Nascido na Itália, vagabundeava pelo Brasil desde os 17. Se envolveu em golpes, prostituição, desmanches, alambiques clandestinos, cassinos, trafico internacional de muamba, drogas e armas, roubo de carga, empresas fantasmas, estelionato, buffets infantis, táxis, proxenetas, torniquetes improvisados, camisinhas vencidas, anticoncepcionais falsificados, desova de químicos em mananciais, amuletos da sorte, bingos, seqüestro de cadáveres e especulação imobiliária. Casou-se há 25 anos com uma operária do Brás chamada Estela. Ela era linda, loira e de olhos azuis, mas bebia muito, até mais do que ele mesmo. Tiveram um filho, Enrico. Quando o moleque tinha 9, Marco se mandou. Nunca chegou a perder o contato com o filho, mas um não ligava muito pro outro.
Falido e ameaçado por meio mundo, se refugiou nesse vale, que mais parece um cu atolado de bananas. Um alqueire de terra não vale nada e uma tonelada de banana menos ainda. Mas é possível sobreviver e comprar um pouco de vodca. Obviamente, Marco não mexe um dedo, os vizinhos é que retiram as frutas, carregam o caminhão e vendem o produto. Em troca, ele paga uma mixaria e deixe toda aquela molecada brincar na sua casa.
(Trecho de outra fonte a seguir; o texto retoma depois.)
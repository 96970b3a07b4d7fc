#![warn(clippy::pedantic)]

mod builtin;
mod capability;
mod terminfo;

pub use capability::{Cap, KEY_COUNT, TermCaps};
pub use terminfo::{CapError, load, load_builtin};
Ele coça uma picada de pernilongo em seu calcanhar pálido e sente algo de errado. Uma vibração estranha, um mau pressentimento, uma nuvem de negatividade se aproximar. Logo tudo se reduz ao ronco de um carro velho se aproximando na estrada. Um Chevete marrom despedaçado para em frente a sua casa e um silêncio insano se faz quando seu motor se desliga. Lá de dentro brotam dois sujeitos, pálidos e sonolentos. Semblantes cerrados, devido ao Sol rasteiro nos olhos. Um parecia perdido e curioso, e olhava ao seu redor, vagaroso e confuso. O outro parecia mortalmente sério, sabia onde estava e quem devia procurar. Seus olhos se encontraram com as lentes empoeiradas de Marco, que viu nos olhos do filho a fúria pesarosa de alguém que não queria estar aqui, mas não teve escolha. E logo ficou claro que a presença de Enrico se devia únicamente a um anúncio fúnebre. Os dois jovens se postaram em frente ao velho, e mutuamente sentiram o cheiro de vodca que os três carregavam. Pai e filho tinham o mesmo hábito, pensou Gabriel, inebriado. E como dois mensageiros infaustos, eles ali ficaram, sem dizer uma palavra. Provavelmente a mãe dele, pensou Marco, mas não, não era isso, ele sabia. Então o olhar incendiário de Enrico baixou triste para o chão, do jeito que só uma pessoa seria capaz de fazer, logo percebeu seu pai. E em meio às crianças caladas e intimidadas por aqueles dois estranhos, Marco colocou as mãos sob suas lentes sujas e tentou segurar suas lágrimas. E aquele que menos merecia, estava morto.